If you look at the Dress Shirt Chapter of *The Encyclopedia of Men's Clothes* (now PDF version) you'll find some great home laundry tips as well as how to avoid some of the problems with a professional laundry.


----------



## stubloom (Jun 6, 2010)

There are many variables that go into the dry clean vs. shirt laundry decision: care label, stains, texture, color, fabric, elasticity, brand, personal preference and fit, to name just a few.

Here's a guide....

Blog post: Shirts and blouses - To dry clean or launder?
https://www.ravefabricare.com/true-quality-cleaning/2010/6/17/shirts-and-blouses-to-dryclean-or-launder.aspx


----------



## triklops55 (May 14, 2010)

Nothing beats handwashing in my opinion. Dry cleaning will not get the yellow out of the collar and instead will make the staining set in. Pressing is also very rough on shirts and will eventually lead to fraying.

Some shirts specify "dry clean only" so those I have dry cleaned.

I wear undershirts all the time, so most of the time, my shirts just get dirty at the collar and when I spill something on them.
I recommend using Woolite, or another gentle detergent, and only target the areas that need cleaning. You can even use Ivory bath soap to clean your shirts, since it's pure soap and contains nothing that will harm your shirts.
I use a toothbursh on the collar and on the stains with soap, detergent, or a bleach solution on tough stains on white shirts. Usually, a quick soak in slightly soapy water is all that's needed after stain removal. Then, rinse thouroughly, wring out carefuly and hang dry.
I try to iron them when the're still a bit moist, but if I forget, I use a spray bottle.

You can do a quick soak in soapy water, and then


----------



## JerseyJohn (Oct 26, 2007)

I've dry-cleaned the few dress shirts I've owned that were silk. I've also ordered hand-processing (for which my cleaner charges the same as dry-cleaning) for linen. But the only _cotton _shirts I've had dry-cleaned were black ones, back in the day when black dress shirts were in style. I did that to preserve the black color.


----------



## Avers (Feb 28, 2006)

I think dry cleaning is an overkill for cotton shirts. 

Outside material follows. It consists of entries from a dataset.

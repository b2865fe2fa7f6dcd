//! Configuration error types

use thiserror::Error;

/// Errors that can occur during configuration loading
#[derive(Debug, Error)]
pub enum ConfigError {
    #[error("Configuration loading failed: {0}")]
    LoadError(#[from] config::ConfigError),

    #[error("Validation failed: {0}")]
    ValidationFailed(#[from] ValidationError),
}

/// Errors that can occur during configuration validation
#[derive(Debug, Error)]
pub enum ValidationError {
    #[error("Ideal target for '{0}' must be between 0 and 100")]
    TargetOutOfRange(&'static str),

    #[error("Suggestion count must be between 3 and 5")]
    InvalidSuggestionCount,
}
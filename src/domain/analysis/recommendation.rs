//! Recommendation engine - turns deviation into guidance.

use serde::Serialize;

use super::Dominance;
use crate::domain::taxonomy::Vocabulary;

/// Deviation magnitude (percentage points) still considered on-target.
/// The single authoritative band; inclusive at the boundary.
pub const ON_TARGET_DEVIATION: f64 = 8.0;

/// Default number of keywords suggested for an under-represented level.
pub const SUGGESTED_KEYWORD_COUNT: usize = 3;

/// Allowed range for the configurable suggestion count.
pub const SUGGESTED_KEYWORD_RANGE: (usize, usize) = (3, 5);

/// How a question's dominant level sits relative to its target.
#[derive(Debug, Clone, Copy, PartialEq, Eq, Serialize)]
#[serde(rename_all = "snake_case")]
pub enum AlignmentStatus {
    OnTarget,
    OverRepresented,
    UnderRepresented,
}

impl AlignmentStatus {
    /// Classifies a signed deviation against the on-target band.
    pub fn classify(deviation: f64) -> Self {
        if deviation.abs() <= ON_TARGET_DEVIATION {
            AlignmentStatus::OnTarget
        } else if deviation > ON_TARGET_DEVIATION {
            AlignmentStatus::OverRepresented
        } else {
            AlignmentStatus::UnderRepresented
        }
    }
}

/// Guidance for one question.
#[derive(Debug, Clone, PartialEq, Serialize)]
pub struct Recommendation {
    pub status: AlignmentStatus,
    pub message: String,
    /// Drawn from the dominant level's own vocabulary, never cross-level.
    /// Empty unless the level is under-represented.
    pub suggested_keywords: Vec<String>,
}

/// Engine producing recommendations. Pure and stateless.
pub struct RecommendationEngine;

impl RecommendationEngine {
    /// Produces the recommendation for a resolved dominance, suggesting up
    /// to `suggestion_count` keywords (clamped to 3-5) when the level is
    /// under-represented.
    pub fn recommend(
        dominance: &Dominance,
        vocabulary: &Vocabulary,
        suggestion_count: usize,
    ) -> Recommendation {
        let status = AlignmentStatus::classify(dominance.deviation);
        let level = dominance.level;

        match status {
            AlignmentStatus::OnTarget => Recommendation {
                status,
                message: "No suggestion needed; you are already on the perfect path.".to_string(),
                suggested_keywords: Vec::new(),
            },
            AlignmentStatus::OverRepresented => Recommendation {
                status,
                message: format!("Consider reducing focus on '{}'.", level),
                suggested_keywords: Vec::new(),
            },
            AlignmentStatus::UnderRepresented => {
                let count = suggestion_count
                    .clamp(SUGGESTED_KEYWORD_RANGE.0, SUGGESTED_KEYWORD_RANGE.1);
                let suggested: Vec<String> = vocabulary
                    .keywords(level)
                    .iter()
                    .take(count)
                    .cloned()
                    .collect();

                Recommendation {
                    status,
                    message: format!("Consider increasing focus on '{}'.", level),
                    suggested_keywords: suggested,
                }
            }
        }
    }
}
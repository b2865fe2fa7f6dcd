//! Taxonomy module - the static vocabulary and the configurable rubric.

mod ideal;
mod vocabulary;

pub use ideal::{IdealDistribution, DEFAULT_TARGETS};
pub use vocabulary::{Vocabulary, DEFAULT_VOCABULARY};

There are certain negatives about washing the shirts, but I can live with them for the sake on convenience. Most of my workhorse shirts are not at the price level that ruining them would cause any serious regret


----------



## Alexander Kabbaz (Jan 9, 2003)

stubloom said:


> There are many variables that go into the dry clean vs. shirt laundry decision: care label, stains, texture, color, fabric, elasticity, brand, personal preference and fit, to name just a few.
> 
> Here's a guide....
> 
> ...


Dear Sir, 

Your blog post seems to treat dry cleaning as a higher form of the art. I say this because you indicate that exceptional shirts such as those with better buttons or vibrant colors merit dry cleaning rather than laundering. Having laundered fine shirts for more than three decades, I would take exception to this characterization.

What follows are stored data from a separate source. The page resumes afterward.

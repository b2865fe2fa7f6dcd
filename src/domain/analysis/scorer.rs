//! Level scorer - keyword occurrence counts per cognitive level.

use serde::Serialize;

use crate::domain::foundation::{CognitiveLevel, LEVEL_COUNT};
use crate::domain::taxonomy::Vocabulary;

/// Keyword-match counts for one text span, one entry per level.
///
/// Always fully populated; zero entries are retained, not omitted. A keyword
/// present in several levels' vocabularies counts toward each independently,
/// so the total is a measure of emphasis overlap, not a partition.
#[derive(Debug, Clone, Copy, PartialEq, Eq, Serialize)]
#[serde(transparent)]
pub struct LevelScores {
    counts: [u32; LEVEL_COUNT],
}

impl LevelScores {
    /// All-zero score vector.
    pub fn zero() -> Self {
        Self {
            counts: [0; LEVEL_COUNT],
        }
    }

    /// Returns the count for a level.
    pub fn count(&self, level: CognitiveLevel) -> u32 {
        self.counts[level.order_index()]
    }

    /// Returns the sum of all level counts.
    pub fn total(&self) -> u32 {
        self.counts.iter().sum()
    }

    /// Iterates (level, count) pairs in canonical order.
    pub fn entries(&self) -> impl Iterator<Item = (CognitiveLevel, u32)> + '_ {
        CognitiveLevel::all()
            .iter()
            .map(move |level| (*level, self.count(*level)))
    }
}

/// Scorer for question text spans. Pure and stateless.
pub struct LevelScorer;

impl LevelScorer {
    /// Counts non-overlapping, case-insensitive, whole-word (or whole-phrase)
    /// keyword occurrences per level.
    pub fn score(text: &str, vocabulary: &Vocabulary) -> LevelScores {
        let mut counts = [0u32; LEVEL_COUNT];

        for level in CognitiveLevel::all() {
            let total: usize = vocabulary
                .matchers(*level)
                .iter()
                .map(|matcher| matcher.find_iter(text).count())
                .sum();
            counts[level.order_index()] = total as u32;
        }

        LevelScores { counts }
    }
}
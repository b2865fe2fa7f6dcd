//! Application configuration module
//!
//! This module provides type-safe configuration loading from environment
//! variables using the `config` and `dotenvy` crates. Configuration is
//! loaded with the `BLOOM_` prefix and nested values use double underscores
//! as separators.
//!
//! # Example
//!
//! ```no_run
//! use bloom_analyzer::config::AppConfig;
//!
//! let config = AppConfig::load().expect("Failed to load configuration");
//! config.validate().expect("Invalid configuration");
//! ```

mod analysis;
mod error;

pub use analysis::AnalysisConfig;
pub use error::{ConfigError, ValidationError};

use serde::Deserialize;

/// Root application configuration
#[derive(Debug, Clone, Deserialize)]
pub struct AppConfig {
    /// Analysis configuration (ideal distribution, suggestion count)
    #[serde(default)]
    pub analysis: AnalysisConfig,

    /// Rust log filter directive
    #[serde(default = "default_log_filter")]
    pub log_filter: String,
}

impl AppConfig {
    /// Load configuration from environment variables
    ///
    /// This function:
    /// 1. Loads `.env` file if present (for development)
    /// 2. Reads environment variables with `BLOOM` prefix
    /// 3. Uses `__` (double underscore) to separate nested values
    ///
    /// # Environment Variable Format
    ///
    /// - `BLOOM__ANALYSIS__REMEMBER_PCT=12` -> `analysis.remember_pct = 12`
    /// - `BLOOM__LOG_FILTER=debug` -> `log_filter = "debug"`
    ///
    /// # Errors
    ///
    /// Returns `ConfigError` if values cannot be parsed into expected types.
    pub fn load() -> Result<Self, ConfigError> {
        // Load .env file if present (development)
        dotenvy::dotenv().ok();

        let config = config::Config::builder()
            .add_source(config::Environment::default().prefix("BLOOM").separator("__"))
            .build()?
            .try_deserialize()?;

        Ok(config)
    }

    /// Validate all configuration values
    pub fn validate(&self) -> Result<(), ValidationError> {
        self.analysis.validate()?;
        Ok(())
    }
}

impl Default for AppConfig {
    fn default() -> Self {
        Self {
            analysis: AnalysisConfig::default(),
            log_filter: default_log_filter(),
        }
    }
}

fn default_log_filter() -> String {
    "info".to_string()
}

#[cfg(test)]
mod tests {
    use super::*;

    #[test]
    fn default_config_is_valid() {
        let config = AppConfig::default();
        assert!(config.validate().is_ok());
    }

    #[test]
    fn default_log_filter_via_serde_is_info() {
        let config: AppConfig = serde_json::from_str("{}").unwrap();
        assert_eq!(config.log_filter, "info");
    }
}
//! Paper module - question records and text segmentation.

mod question;
mod segmenter;

pub use question::{Question, QuestionId, QuestionKind};
pub use segmenter::Segmenter;
//! Adapters - Implementations facing the outside world.

pub mod report;
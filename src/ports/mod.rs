//! Ports - Interfaces for external dependencies.
//!
//! Following hexagonal architecture, ports define the contracts between
//! the domain and the outside world. The pipeline itself is pure, so the
//! only port is the observability hook.
//!
//! - `AnalysisObserver` - Per-question score snapshot callback

mod observer;

pub use observer::{AnalysisObserver, TracingObserver};
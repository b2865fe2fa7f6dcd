//! Analysis Module - Pure domain services for cognitive-level analysis.
//!
//! This module contains stateless functions that operate on question records
//! to score, classify, and summarize a paper.
//!
//! # Components
//!
//! - `LevelScorer` - Keyword occurrence counts per cognitive level
//! - `DominanceResolver` - Dominant level with actual/ideal/deviation
//! - `RecommendationEngine` - Deviation bands and guidance messages
//! - `Aggregator` - Document-level distribution vs. the ideal
//!
//! # Design Philosophy
//!
//! All functions are pure (no side effects) and stateless. They take domain
//! objects as input and return computed results. The vocabulary and ideal
//! distribution are threaded in explicitly; nothing here reads global state.

mod aggregator;
mod dominance;
mod recommendation;
mod result;
mod scorer;

pub use aggregator::{Aggregator, LevelBreakdown, PaperSummary};
pub use dominance::{Dominance, DominanceResolver};
pub use recommendation::{
    AlignmentStatus, Recommendation, RecommendationEngine, ON_TARGET_DEVIATION,
    SUGGESTED_KEYWORD_COUNT, SUGGESTED_KEYWORD_RANGE,
};
pub use result::QuestionAnalysis;
pub use scorer::{LevelScorer, LevelScores};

Nature did not rain dry cleaning fluid down upon the precious ELS cotton plants to cause them to produce the exceptional fibers which end up as fine shirts. Nature sent water. Likewise, nature did not grow the oysters- mother of fine pearl buttons- in a synthetic chemical concoction. She chose water ... with a smidgen of salt.

With all due respect ...


----------



## Peak and Pine (Sep 12, 2007)

Yes and cows root about in the rain, but water can spot leather indelibly, which is not to say I didn't enjoy your pastoral homily.


----------



## Alexander Kabbaz (Jan 9, 2003)

Peak and Pine said:


> Yes and cows root about in the rain, but water can spot leather indelibly, which is not to say I didn't enjoy your pastoral homily.


Thank you. And the simplest cure for leather spotted by water is to make sure you get the entire leather wet. Voila!


----------



## Flanderian (Apr 30, 2008)

Shirts need to be laundered, not dry cleaned. Dry cleaning really doesn't get shirts clean. Shirts, like socks, underwear, etc. are consumables. You wear them, launder them, and eventually, they get worn out. Then you get to buy nice new ones.


----------



## Alexander Kabbaz (Jan 9, 2003)

Flanderian said:


> Shirts, like socks, underwear, etc. are consumables. You wear them, launder them, and eventually, they get worn out. Then you get to buy nice new ones.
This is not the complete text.